↓↓↓

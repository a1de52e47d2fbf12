use std::time::Duration;

use reqwest::header::{HeaderMap, HeaderValue};
use serde::Deserialize;

use crate::OctoAiError;

pub const DEFAULT_METADATA_BASE: &str = "http://metadata.google.internal";

const METADATA_ACCOUNT_PATH: &str = "/computeMetadata/v1/instance/service-accounts/default";

#[derive(Debug, Clone)]
/// Fetches Google credentials for the runtime service account from the metadata server.
pub struct MetadataTokenSource {
    http: reqwest::Client,
    metadata_base: String,
}

#[derive(Debug, Deserialize)]
struct AccessTokenResponse {
    access_token: String,
}

impl MetadataTokenSource {
    pub fn new(metadata_base: &str, request_timeout_ms: u64) -> Result<Self, OctoAiError> {
        let mut headers = HeaderMap::new();
        headers.insert("Metadata-Flavor", HeaderValue::from_static("Google"));
        let http = reqwest::Client::builder()
            .default_headers(headers)
            .timeout(Duration::from_millis(request_timeout_ms.max(1)))
            .build()?;
        Ok(Self {
            http,
            metadata_base: metadata_base.trim_end_matches('/').to_string(),
        })
    }

    /// OIDC identity token scoped to `audience`, used for service-to-service calls.
    pub async fn identity_token(&self, audience: &str) -> Result<String, OctoAiError> {
        let response = self
            .http
            .get(format!("{}{METADATA_ACCOUNT_PATH}/identity", self.metadata_base))
            .query(&[("audience", audience), ("format", "full")])
            .send()
            .await?;
        let status = response.status();
        let body = response.text().await?;
        if !status.is_success() {
            return Err(OctoAiError::HttpStatus {
                service: "metadata server",
                status: status.as_u16(),
                body,
            });
        }
        let token = body.trim();
        if token.is_empty() {
            return Err(OctoAiError::InvalidResponse(
                "metadata server returned an empty identity token".to_string(),
            ));
        }
        Ok(token.to_string())
    }

    /// OAuth access token for Google Cloud APIs.
    pub async fn access_token(&self) -> Result<String, OctoAiError> {
        let response = self
            .http
            .get(format!("{}{METADATA_ACCOUNT_PATH}/token", self.metadata_base))
            .send()
            .await?;
        let status = response.status();
        if !status.is_success() {
            let body = response.text().await.unwrap_or_default();
            return Err(OctoAiError::HttpStatus {
                service: "metadata server",
                status: status.as_u16(),
                body,
            });
        }
        let parsed = response.json::<AccessTokenResponse>().await?;
        Ok(parsed.access_token)
    }
}
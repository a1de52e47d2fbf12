#![no_main]

use libfuzzer_sys::fuzz_target;
use octo_commands::parse_command;

fuzz_target!(|data: &[u8]| {
    let raw = String::from_utf8_lossy(data);
    if let Some(parsed) = parse_command(&raw) {
        assert!(!parsed.command.is_empty());
        assert!(parsed
            .command
            .chars()
            .all(|ch| ch.is_ascii_alphanumeric() || ch == '_'));
        if let Some(args) = parsed.args {
            assert!(!args.is_empty());
            assert_eq!(args, args.trim());
        }
        assert!(raw.trim().starts_with('/'));
    }
});
use anyhow::Result;
use async_trait::async_trait;
use octo_ai::{CompletionRequest, MultiCompletionRequest, Provider};

use crate::command_context::CommandContext;
use crate::command_registry::CommandHandler;
use crate::comment_render::{
    clean_markdown_response, format_as_accordion, ANSWER_ACCORDION_TITLE, QUESTION_USAGE_HINT,
};
use crate::issue_content::{issue_with_comments, push_readme, readme};
use crate::prompts;

/// Issue conversation (bots excluded) and README fetched together.
async fn issue_and_readme(ctx: &CommandContext) -> Result<(String, String)> {
    let issue = ctx.require_issue()?;
    let (content, readme) = tokio::join!(
        issue_with_comments(&ctx.github, ctx.registry(), issue, false),
        readme(&ctx.github, ctx.settings().max_readme_size),
    );
    Ok((content?, readme))
}

/// `/question <text>`: single-provider answer about the current thread.
pub struct QuestionCommand;

#[async_trait]
impl CommandHandler for QuestionCommand {
    async fn execute(&self, ctx: &CommandContext, args: Option<&str>) -> Result<()> {
        let Some(question) = args.filter(|value| !value.trim().is_empty()) else {
            return ctx.post_comment(QUESTION_USAGE_HINT).await;
        };
        let (content, readme) = issue_and_readme(ctx).await?;
        let mut user_prompts = vec![
            question.to_string(),
            format!("The issue or pull request reads as follows.\n----\n{content}\n----"),
        ];
        push_readme(&mut user_prompts, readme);

        let provider = ctx.settings().default_provider;
        let completion = ctx
            .services
            .backend
            .complete(provider, CompletionRequest::new(prompts::GENERAL, user_prompts))
            .await?;
        let answer = clean_markdown_response(&completion);
        ctx.post_comment(&format_as_accordion(&answer, ANSWER_ACCORDION_TITLE, provider))
            .await
    }
}

/// `/consult <text>`: asks every provider for a resolution plan.
pub struct ConsultCommand;

#[async_trait]
impl CommandHandler for ConsultCommand {
    async fn execute(&self, ctx: &CommandContext, args: Option<&str>) -> Result<()> {
        let (content, readme) = issue_and_readme(ctx).await?;
        let lead = match args {
            Some(args) => format!("Propose solutions for the following issue. {args}"),
            None => "Propose solutions for the following issue.".to_string(),
        };
        let mut user_prompts = vec![lead, content];
        push_readme(&mut user_prompts, readme);

        let completions = ctx
            .services
            .backend
            .complete_multi(MultiCompletionRequest {
                request: CompletionRequest::new(prompts::ASK_ISSUE, user_prompts),
                providers: Provider::ALL.to_vec(),
            })
            .await?;
        for completion in completions {
            let body = format_as_accordion(
                &clean_markdown_response(&completion.completion),
                ANSWER_ACCORDION_TITLE,
                completion.provider,
            );
            ctx.post_comment(&body).await?;
        }
        Ok(())
    }
}
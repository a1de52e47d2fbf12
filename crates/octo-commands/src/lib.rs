//! Slash-command engine for OctoThink.
//! Comments such as `/label bugs only` are parsed, matched against the
//! enabled command registry for the comment's content type, acknowledged,
//! executed and optionally removed. The `act` command lets the completion
//! backend pick another command on the user's behalf.

pub mod agent_dispatcher;
pub mod builtin_commands;
pub mod command_context;
pub mod command_parser;
pub mod command_registry;
pub mod comment_dispatcher;
pub mod comment_render;
pub mod issue_actions;
pub mod issue_content;
pub mod prompts;
pub mod pull_request_review;

#[cfg(test)]
pub(crate) mod test_support;

pub use builtin_commands::{builtin_commands, builtin_registry};
pub use command_context::{BotServices, CommandContext, CommentSubject};
pub use command_parser::{parse_command, ParsedCommand};
pub use command_registry::{
    CommandArgs, CommandDefinition, CommandHandler, CommandName, CommandRegistry, ContentType,
    RegistryError,
};
pub use comment_dispatcher::{dispatch_comment, CommentDispatchOutcome};
use std::net::SocketAddr;
use std::sync::Arc;
use std::time::Duration;

use anyhow::{Context, Result};
use axum::body::Bytes;
use axum::extract::State;
use axum::http::{HeaderMap, StatusCode};
use axum::response::{IntoResponse, Response};
use axum::routing::{get, post};
use axum::{Json, Router};
use octo_github::webhook_payload::WebhookEvent;
use octo_github::webhook_signature::verify_sha256_hmac_signature;
use serde_json::json;
use tokio::net::TcpListener;

use crate::webhook_router::{DeliveryOutcome, DeliveryRouter};

const DELIVERY_ENDPOINT: &str = "/";
const HEALTH_ENDPOINT: &str = "/healthz";
const EVENT_HEADER: &str = "x-github-event";
const DELIVERY_HEADER: &str = "x-github-delivery";
const SIGNATURE_HEADER: &str = "x-hub-signature-256";

#[derive(Debug, Clone)]
/// Public struct `WebhookServerConfig` used to run the webhook listener.
pub struct WebhookServerConfig {
    pub bind: String,
    /// Signatures are only checked when a secret is configured.
    pub webhook_secret: Option<String>,
    pub delivery_timeout: Duration,
}

struct WebhookServerState {
    router: DeliveryRouter,
    webhook_secret: Option<String>,
    delivery_timeout: Duration,
}

/// Serves deliveries until ctrl-c.
pub async fn run_webhook_server(config: WebhookServerConfig, router: DeliveryRouter) -> Result<()> {
    let bind_addr: SocketAddr = config
        .bind
        .parse()
        .with_context(|| format!("invalid --bind '{}': expected host:port", config.bind))?;
    let listener = TcpListener::bind(bind_addr)
        .await
        .with_context(|| format!("failed to bind webhook server on {bind_addr}"))?;
    let local_addr = listener
        .local_addr()
        .context("failed to resolve webhook server listen address")?;
    tracing::info!(
        addr = %local_addr,
        signature_check = config.webhook_secret.is_some(),
        delivery_timeout_seconds = config.delivery_timeout.as_secs(),
        "webhook server listening"
    );

    let app = build_webhook_app(router, config.webhook_secret, config.delivery_timeout);
    axum::serve(listener, app)
        .with_graceful_shutdown(async {
            let _ = tokio::signal::ctrl_c().await;
            tracing::info!("shutdown signal received");
        })
        .await
        .context("webhook server exited unexpectedly")?;
    Ok(())
}

pub fn build_webhook_app(
    router: DeliveryRouter,
    webhook_secret: Option<String>,
    delivery_timeout: Duration,
) -> Router {
    let state = Arc::new(WebhookServerState {
        router,
        webhook_secret,
        delivery_timeout,
    });
    Router::new()
        .route(HEALTH_ENDPOINT, get(handle_health))
        .route(DELIVERY_ENDPOINT, post(handle_delivery))
        .with_state(state)
}

async fn handle_health() -> impl IntoResponse {
    (StatusCode::OK, Json(json!({"status": "ok"})))
}

fn error_response(status: StatusCode, code: &str, message: impl Into<String>) -> Response {
    (
        status,
        Json(json!({"error": {"code": code, "message": message.into()}})),
    )
        .into_response()
}

fn header_text<'a>(headers: &'a HeaderMap, name: &str) -> Option<&'a str> {
    headers
        .get(name)
        .and_then(|value| value.to_str().ok())
        .map(str::trim)
        .filter(|value| !value.is_empty())
}

async fn handle_delivery(
    State(state): State<Arc<WebhookServerState>>,
    headers: HeaderMap,
    body: Bytes,
) -> Response {
    let delivery = header_text(&headers, DELIVERY_HEADER).unwrap_or("-").to_string();

    if let Some(secret) = state.webhook_secret.as_deref() {
        let verified = header_text(&headers, SIGNATURE_HEADER)
            .map(|signature| verify_sha256_hmac_signature(&body, signature, secret));
        match verified {
            Some(Ok(())) => {}
            Some(Err(error)) => {
                tracing::warn!(delivery = %delivery, error = %error, "webhook signature rejected");
                return error_response(StatusCode::UNAUTHORIZED, "invalid_signature", error.to_string());
            }
            None => {
                tracing::warn!(delivery = %delivery, "webhook signature missing");
                return error_response(
                    StatusCode::UNAUTHORIZED,
                    "missing_signature",
                    format!("missing {SIGNATURE_HEADER} header"),
                );
            }
        }
    }

    let Some(event_name) = header_text(&headers, EVENT_HEADER) else {
        return error_response(
            StatusCode::BAD_REQUEST,
            "missing_event",
            format!("missing {EVENT_HEADER} header"),
        );
    };
    let event = match WebhookEvent::parse(event_name, &body) {
        Ok(event) => event,
        Err(error) => {
            tracing::warn!(delivery = %delivery, event = event_name, error = %error, "webhook payload rejected");
            return error_response(StatusCode::BAD_REQUEST, "invalid_payload", error.to_string());
        }
    };
    if let WebhookEvent::Unsubscribed { .. } = &event {
        let name = event.name();
        tracing::debug!(delivery = %delivery, event = %name, "event not subscribed");
        return (
            StatusCode::ACCEPTED,
            Json(json!({"status": "ignored", "event": name})),
        )
            .into_response();
    }

    let name = event.name();
    tracing::info!(delivery = %delivery, event = %name, "delivery received");
    match tokio::time::timeout(state.delivery_timeout, state.router.route(event)).await {
        Ok(Ok(outcome)) => {
            let status = match outcome {
                DeliveryOutcome::SenderRejected { .. } | DeliveryOutcome::Unsubscribed { .. } => {
                    "skipped"
                }
                DeliveryOutcome::Actions { .. } | DeliveryOutcome::Comment { .. } => "processed",
            };
            (StatusCode::OK, Json(json!({"status": status, "event": name}))).into_response()
        }
        Ok(Err(error)) => {
            tracing::error!(delivery = %delivery, event = %name, error = %error, "delivery failed");
            error_response(StatusCode::INTERNAL_SERVER_ERROR, "delivery_failed", error.to_string())
        }
        Err(_) => {
            tracing::error!(
                delivery = %delivery,
                event = %name,
                timeout_seconds = state.delivery_timeout.as_secs(),
                "delivery timed out"
            );
            error_response(
                StatusCode::GATEWAY_TIMEOUT,
                "delivery_timeout",
                format!("delivery exceeded {}s", state.delivery_timeout.as_secs()),
            )
        }
    }
}
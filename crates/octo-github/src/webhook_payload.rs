use serde::{Deserialize, Serialize};
use serde_json::Value;

#[derive(Debug, Clone, PartialEq, Eq, Deserialize, Serialize)]
/// Public struct `GithubUser` used across OctoThink components.
pub struct GithubUser {
    pub login: String,
    #[serde(default)]
    pub id: u64,
    /// `User`, `Bot` or `Organization`.
    #[serde(rename = "type", default)]
    pub kind: String,
}

impl GithubUser {
    /// Bot accounts, GitHub App identities and the Actions runner.
    pub fn is_bot(&self) -> bool {
        self.kind == "Bot" || self.login.contains("[bot]") || self.login.contains("github-actions")
    }
}

#[derive(Debug, Clone, Deserialize, Serialize)]
/// Public struct `GithubRepository` used across OctoThink components.
pub struct GithubRepository {
    pub name: String,
    pub owner: GithubUser,
}

#[derive(Debug, Clone, Deserialize, Serialize)]
pub struct GithubInstallation {
    pub id: u64,
}

#[derive(Debug, Clone, Deserialize, Serialize)]
pub struct GithubOrganization {
    pub login: String,
}

#[derive(Debug, Clone, Deserialize, Serialize)]
/// Public struct `GithubIssue` used across OctoThink components.
pub struct GithubIssue {
    #[serde(default)]
    pub id: u64,
    #[serde(default)]
    pub node_id: String,
    pub number: u64,
    #[serde(default)]
    pub title: String,
    #[serde(default)]
    pub body: Option<String>,
    #[serde(default)]
    pub html_url: String,
    #[serde(default)]
    pub created_at: String,
    #[serde(default)]
    pub closed_at: Option<String>,
    pub user: GithubUser,
    /// Present when the issue is the conversation thread of a pull request.
    #[serde(default)]
    pub pull_request: Option<Value>,
}

impl GithubIssue {
    pub fn is_pull_request(&self) -> bool {
        self.pull_request.is_some()
    }

    pub fn body_text(&self) -> &str {
        self.body.as_deref().unwrap_or_default()
    }
}

#[derive(Debug, Clone, Deserialize, Serialize)]
/// Public struct `GithubComment` covering issue, pull request and discussion comments.
pub struct GithubComment {
    pub id: u64,
    #[serde(default)]
    pub node_id: String,
    #[serde(default)]
    pub body: Option<String>,
    pub user: GithubUser,
}

impl GithubComment {
    pub fn body_text(&self) -> &str {
        self.body.as_deref().unwrap_or_default()
    }
}

#[derive(Debug, Clone, Deserialize, Serialize)]
pub struct GithubDiscussion {
    #[serde(default)]
    pub id: u64,
    pub node_id: String,
    #[serde(default)]
    pub number: u64,
    #[serde(default)]
    pub title: String,
    #[serde(default)]
    pub body: Option<String>,
}

#[derive(Debug, Clone, Deserialize, Serialize)]
/// Payload of `issues` deliveries.
pub struct IssuesPayload {
    pub action: String,
    pub issue: GithubIssue,
    pub repository: GithubRepository,
    pub sender: GithubUser,
    #[serde(default)]
    pub installation: Option<GithubInstallation>,
    #[serde(default)]
    pub organization: Option<GithubOrganization>,
}

#[derive(Debug, Clone, Deserialize, Serialize)]
/// Payload of `issue_comment` deliveries.
pub struct IssueCommentPayload {
    pub action: String,
    pub issue: GithubIssue,
    pub comment: GithubComment,
    pub repository: GithubRepository,
    pub sender: GithubUser,
    #[serde(default)]
    pub installation: Option<GithubInstallation>,
    #[serde(default)]
    pub organization: Option<GithubOrganization>,
}

#[derive(Debug, Clone, Deserialize, Serialize)]
/// Payload of `discussion_comment` deliveries.
pub struct DiscussionCommentPayload {
    pub action: String,
    pub discussion: GithubDiscussion,
    pub comment: GithubComment,
    pub repository: GithubRepository,
    pub sender: GithubUser,
    #[serde(default)]
    pub installation: Option<GithubInstallation>,
    #[serde(default)]
    pub organization: Option<GithubOrganization>,
}

#[derive(Debug, Clone)]
/// Enumerates supported `WebhookEvent` values.
pub enum WebhookEvent {
    IssueOpened(IssuesPayload),
    IssueClosed(IssuesPayload),
    IssueCommentCreated(IssueCommentPayload),
    DiscussionCommentCreated(DiscussionCommentPayload),
    Unsubscribed { event: String, action: Option<String> },
}

#[derive(Debug, Deserialize)]
struct ActionProbe {
    #[serde(default)]
    action: Option<String>,
}

impl WebhookEvent {
    /// Decodes a delivery using the `x-github-event` header value and the body's `action`.
    pub fn parse(event_name: &str, body: &[u8]) -> Result<Self, serde_json::Error> {
        let probe: ActionProbe = serde_json::from_slice(body)?;
        let action = probe.action.unwrap_or_default();
        let event = match (event_name, action.as_str()) {
            ("issues", "opened") => Self::IssueOpened(serde_json::from_slice(body)?),
            ("issues", "closed") => Self::IssueClosed(serde_json::from_slice(body)?),
            ("issue_comment", "created") => {
                Self::IssueCommentCreated(serde_json::from_slice(body)?)
            }
            ("discussion_comment", "created") => {
                Self::DiscussionCommentCreated(serde_json::from_slice(body)?)
            }
            _ => Self::Unsubscribed {
                event: event_name.to_string(),
                action: (!action.is_empty()).then_some(action),
            },
        };
        Ok(event)
    }

    /// Dotted `event.action` name used in logs.
    pub fn name(&self) -> String {
        match self {
            Self::IssueOpened(_) => "issues.opened".to_string(),
            Self::IssueClosed(_) => "issues.closed".to_string(),
            Self::IssueCommentCreated(_) => "issue_comment.created".to_string(),
            Self::DiscussionCommentCreated(_) => "discussion_comment.created".to_string(),
            Self::Unsubscribed { event, action } => match action {
                Some(action) => format!("{event}.{action}"),
                None => event.clone(),
            },
        }
    }

    pub fn sender(&self) -> Option<&GithubUser> {
        match self {
            Self::IssueOpened(payload) | Self::IssueClosed(payload) => Some(&payload.sender),
            Self::IssueCommentCreated(payload) => Some(&payload.sender),
            Self::DiscussionCommentCreated(payload) => Some(&payload.sender),
            Self::Unsubscribed { .. } => None,
        }
    }

    pub fn installation_id(&self) -> Option<u64> {
        let installation = match self {
            Self::IssueOpened(payload) | Self::IssueClosed(payload) => &payload.installation,
            Self::IssueCommentCreated(payload) => &payload.installation,
            Self::DiscussionCommentCreated(payload) => &payload.installation,
            Self::Unsubscribed { .. } => return None,
        };
        installation.as_ref().map(|installation| installation.id)
    }

    pub fn repository(&self) -> Option<&GithubRepository> {
        match self {
            Self::IssueOpened(payload) | Self::IssueClosed(payload) => Some(&payload.repository),
            Self::IssueCommentCreated(payload) => Some(&payload.repository),
            Self::DiscussionCommentCreated(payload) => Some(&payload.repository),
            Self::Unsubscribed { .. } => None,
        }
    }
}
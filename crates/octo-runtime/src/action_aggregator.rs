use std::future::Future;
use std::pin::Pin;

use anyhow::Result;

type ActionFuture = Pin<Box<dyn Future<Output = Result<()>> + Send + 'static>>;

/// An independent side effect bound to an event, tagged for logging.
pub struct NamedAction {
    name: String,
    future: ActionFuture,
}

impl NamedAction {
    pub fn new<F>(name: impl Into<String>, future: F) -> Self
    where
        F: Future<Output = Result<()>> + Send + 'static,
    {
        Self {
            name: name.into(),
            future: Box::pin(future),
        }
    }

    pub fn name(&self) -> &str {
        &self.name
    }
}

#[derive(Debug, Clone, Copy, PartialEq, Eq)]
/// Enumerates supported `ActionStatus` values.
pub enum ActionStatus {
    Succeeded,
    Failed,
}

#[derive(Debug, Clone, PartialEq, Eq)]
/// Public struct `ActionOutcome` reported for each action of an event.
pub struct ActionOutcome {
    pub name: String,
    pub status: ActionStatus,
    pub error: Option<String>,
}

impl ActionOutcome {
    fn succeeded(name: String) -> Self {
        Self {
            name,
            status: ActionStatus::Succeeded,
            error: None,
        }
    }

    fn failed(name: String, error: String) -> Self {
        Self {
            name,
            status: ActionStatus::Failed,
            error: Some(error),
        }
    }
}

/// Runs every action concurrently and waits for all of them to settle.
///
/// Outcomes come back in input order. A failing action is logged and
/// recorded; it never cancels or hides the others.
pub async fn run_actions(event: &str, actions: Vec<NamedAction>) -> Vec<ActionOutcome> {
    let handles = actions
        .into_iter()
        .map(|action| (action.name, tokio::spawn(action.future)))
        .collect::<Vec<_>>();

    let mut outcomes = Vec::with_capacity(handles.len());
    for (name, handle) in handles {
        let outcome = match handle.await {
            Ok(Ok(())) => {
                tracing::info!(event, action = %name, "action succeeded");
                ActionOutcome::succeeded(name)
            }
            Ok(Err(error)) => {
                tracing::error!(event, action = %name, error = %error, "action failed");
                ActionOutcome::failed(name, error.to_string())
            }
            Err(join_error) => {
                tracing::error!(
                    event,
                    action = %name,
                    error = %join_error,
                    "unexpected error in {event} handler"
                );
                ActionOutcome::failed(name, join_error.to_string())
            }
        };
        outcomes.push(outcome);
    }
    outcomes
}
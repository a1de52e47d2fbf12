#![no_main]

use libfuzzer_sys::fuzz_target;
use octo_github::webhook_payload::WebhookEvent;

const EVENTS: [&str; 4] = ["issues", "issue_comment", "discussion_comment", "push"];

fuzz_target!(|data: &[u8]| {
    let Some((selector, body)) = data.split_first() else {
        return;
    };
    let event_name = EVENTS[usize::from(*selector) % EVENTS.len()];
    if let Ok(event) = WebhookEvent::parse(event_name, body) {
        let name = event.name();
        assert!(name.starts_with(event_name));
        if let WebhookEvent::Unsubscribed { .. } = event {
            assert!(event.sender().is_none());
        } else {
            assert!(event.repository().is_some());
        }
    }
});
use log::warn;

use crate::config::EditorConfig;
use crate::element::{Group, TextElement};
use crate::error::{ElementResult, SessionError};
use crate::event::LoggingEventHandler;
use crate::geometry::Point;
use crate::panels;
use crate::session::EditorSession;
use crate::text_metrics::{EguiMeasurer, TextMeasurer};

/// Desktop shell around an [`EditorSession`].
///
/// Holds only the toolbar's text buffers; everything else lives in the session.
pub struct DocEditorApp {
    session: EditorSession,
    /// Contents of the "New Text" field
    pub(crate) new_text: String,
    /// Contents of the "Selected Text" field
    pub(crate) edit_text: String,
}

impl DocEditorApp {
    /// Called once before the first frame.
    pub fn new(cc: &eframe::CreationContext<'_>) -> Self {
        Self::with_measurer(Box::new(EguiMeasurer::new(cc.egui_ctx.clone())))
    }

    pub fn with_measurer(measurer: Box<dyn TextMeasurer>) -> Self {
        let page = demo_page().unwrap_or_else(|err| {
            warn!("Starting with an empty page: {}", err);
            Group::new()
        });
        let session = EditorSession::with_page(page, EditorConfig::default(), measurer);
        session.events().subscribe(Box::new(LoggingEventHandler));

        Self {
            session,
            new_text: String::new(),
            edit_text: String::new(),
        }
    }

    pub fn session(&self) -> &EditorSession {
        &self.session
    }

    /// Select whatever lies under `point` and load its text into the edit field
    pub fn handle_click(&mut self, point: Point) {
        self.session.click(point);
        self.edit_text = self.session.selected_text().unwrap_or_default().to_owned();
    }

    pub fn apply_text(&mut self) -> bool {
        self.session.apply_text(&self.edit_text)
    }

    pub fn remove_selected(&mut self) {
        if self.session.remove_selected().is_some() {
            self.edit_text.clear();
        }
    }

    pub fn add_text(&mut self) {
        match self.session.add_text(&self.new_text) {
            Ok(_) => {
                self.edit_text = self.new_text.trim().to_owned();
                self.new_text.clear();
            }
            Err(SessionError::EmptyText) => {}
            Err(err) => warn!("Could not add text: {}", err),
        }
    }
}

fn demo_page() -> ElementResult<Group> {
    let mut page = Group::new();
    page.add(TextElement::new(Point::new(50, 50), "Click to edit", 24.0)?);
    page.add(TextElement::new(
        Point::new(50, 100),
        "Composite Pattern Demo",
        18.0,
    )?);
    Ok(page)
}

impl eframe::App for DocEditorApp {
    /// Called each time the UI needs repainting, which may be many times per second.
    fn update(&mut self, ctx: &egui::Context, _frame: &mut eframe::Frame) {
        panels::toolbar_panel(self, ctx);
        panels::canvas_panel(self, ctx);
    }
}

#[cfg(test)]
mod tests {
    use super::*;
    use crate::text_metrics::MonospaceMeasurer;

    fn test_app() -> DocEditorApp {
        DocEditorApp::with_measurer(Box::new(MonospaceMeasurer::default()))
    }

    #[test]
    fn test_starts_with_demo_page() {
        let app = test_app();
        assert_eq!(app.session().page().len(), 2);
        assert!(app.session().selected().is_none());
    }

    #[test]
    fn test_click_loads_edit_field() {
        let mut app = test_app();
        app.handle_click(Point::new(55, 45));
        assert_eq!(app.edit_text, "Click to edit");

        app.edit_text = "Edited".to_owned();
        assert!(app.apply_text());
        assert_eq!(app.session().selected_text(), Some("Edited"));

        app.handle_click(Point::new(900, 900));
        assert!(app.edit_text.is_empty());
    }

    #[test]
    fn test_add_then_remove() {
        let mut app = test_app();
        app.new_text = "  Fresh  ".to_owned();
        app.add_text();
        assert_eq!(app.session().page().len(), 3);
        assert_eq!(app.edit_text, "Fresh");
        assert!(app.new_text.is_empty());

        app.remove_selected();
        assert_eq!(app.session().page().len(), 2);
        assert!(app.edit_text.is_empty());
    }
}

↑↑↑

Take from the material above every line that includes the word "info".

    tracing::info!(
            tracing::info!("shutdown signal received");
    tracing::info!(delivery = %delivery, event = %name, "delivery received");
                tracing::info!(event, action = %name, "action succeeded");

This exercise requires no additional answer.